### WHAT YOU ARE ASKED TO DO
Exactly reproduce each record listed below.

** SOURCE DATA follows **

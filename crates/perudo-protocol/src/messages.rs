//! Player actions and room events.
//!
//! Both enums are internally tagged (`#[serde(tag = "type")]`) so the JSON
//! is flat and easy to consume from a JavaScript client:
//! `{ "type": "Bid", "quantity": 3, "face": 4 }`.

use serde::{Deserialize, Serialize};

use crate::PlayerId;

/// What a player can ask their room to do.
///
/// Everything the room needs to know beyond these fields (who is sending,
/// which room) is attached by the session layer, so a malicious client
/// cannot act on someone else's behalf.
#[derive(Debug, Clone, PartialEq, Eq, Serialize, Deserialize)]
#[serde(tag = "type")]
pub enum ClientAction {
    /// Start the match with everyone currently in the lobby.
    StartGame,

    /// Claim that at least `quantity` dice across all hands show `face`
    /// (ones are wild and count toward every face).
    Bid { quantity: u32, face: u8 },

    /// Call the current bid a lie and force a reveal.
    Challenge,
}

/// What a room reports back to players.
///
/// Events carrying dice (`RoundStarted`, `DiceLost`) are only ever
/// addressed to the owner of those dice; everything else is broadcast.
#[derive(Debug, Clone, PartialEq, Eq, Serialize, Deserialize)]
#[serde(tag = "type")]
pub enum ServerEvent {
    /// Someone joined the lobby. Carries the full roster so late joiners
    /// see everyone who arrived before them.
    PlayerJoined {
        player: PlayerId,
        name: String,
        roster: Vec<(PlayerId, String)>,
    },

    /// Someone left the lobby (or dropped mid-match).
    PlayerLeft { player: PlayerId },

    /// A round began; `dice` is the recipient's own freshly rolled hand.
    RoundStarted { dice: Vec<u8> },

    /// Sent to the one player whose turn it now is.
    YourTurn,

    /// Broadcast counterpart of [`ServerEvent::YourTurn`] so everyone can
    /// show whose move it is.
    TurnChanged { player: PlayerId },

    /// A bid was accepted and is now the bid to beat.
    BidAccepted {
        bidder: PlayerId,
        quantity: u32,
        face: u8,
    },

    /// The recipient's action was refused. Sent to the actor only; the
    /// turn does not move and they may try again.
    ActionRejected { reason: String },

    /// A challenge was resolved and all dice were revealed (as a count,
    /// not as individual hands).
    ChallengeResolved {
        challenger: PlayerId,
        bidder: PlayerId,
        loser: PlayerId,
        actual_count: u32,
        quantity: u32,
        face: u8,
        eliminated: bool,
    },

    /// The recipient lost a die; `remaining` is their updated pool size.
    DiceLost { remaining: usize },

    /// The match is over.
    GameOver { winner: PlayerId, name: String },
}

** End of SOURCE DATA **

### SOLUTION TO THE PROBLEM
filename crates/perudo-protocol/src/messages.rs
//! Player actions and room events.
//!
//! Both enums are internally tagged (`#[serde(tag = "type")]`) so the JSON
//! is flat and easy to consume from a JavaScript client:
//! `{ "type": "Bid", "quantity": 3, "face": 4 }`.

use serde::{Deserialize, Serialize};

use crate::PlayerId;

/// What a player can ask their room to do.
///
/// Everything the room needs to know beyond these fields (who is sending,
/// which room) is attached by the session layer, so a malicious client
/// cannot act on someone else's behalf.
#[derive(Debug, Clone, PartialEq, Eq, Serialize, Deserialize)]
#[serde(tag = "type")]
pub enum ClientAction {
    /// Start the match with everyone currently in the lobby.
    StartGame,

    /// Claim that at least `quantity` dice across all hands show `face`
    /// (ones are wild and count toward every face).
    Bid { quantity: u32, face: u8 },

    /// Call the current bid a lie and force a reveal.
    Challenge,
}

/// What a room reports back to players.
///
/// Events carrying dice (`RoundStarted`, `DiceLost`) are only ever
/// addressed to the owner of those dice; everything else is broadcast.
#[derive(Debug, Clone, PartialEq, Eq, Serialize, Deserialize)]
#[serde(tag = "type")]
pub enum ServerEvent {
    /// Someone joined the lobby. Carries the full roster so late joiners
    /// see everyone who arrived before them.
    PlayerJoined {
        player: PlayerId,
        name: String,
        roster: Vec<(PlayerId, String)>,
    },

    /// Someone left the lobby (or dropped mid-match).
    PlayerLeft { player: PlayerId },

    /// A round began; `dice` is the recipient's own freshly rolled hand.
    RoundStarted { dice: Vec<u8> },

    /// Sent to the one player whose turn it now is.
    YourTurn,

    /// Broadcast counterpart of [`ServerEvent::YourTurn`] so everyone can
    /// show whose move it is.
    TurnChanged { player: PlayerId },

    /// A bid was accepted and is now the bid to beat.
    BidAccepted {
        bidder: PlayerId,
        quantity: u32,
        face: u8,
    },

    /// The recipient's action was refused. Sent to the actor only; the
    /// turn does not move and they may try again.
    ActionRejected { reason: String },

    /// A challenge was resolved and all dice were revealed (as a count,
    /// not as individual hands).
    ChallengeResolved {
        challenger: PlayerId,
        bidder: PlayerId,
        loser: PlayerId,
        actual_count: u32,
        quantity: u32,
        face: u8,
        eliminated: bool,
    },

    /// The recipient lost a die; `remaining` is their updated pool size.
    DiceLost { remaining: usize },

    /// The match is over.
    GameOver { winner: PlayerId, name: String },
}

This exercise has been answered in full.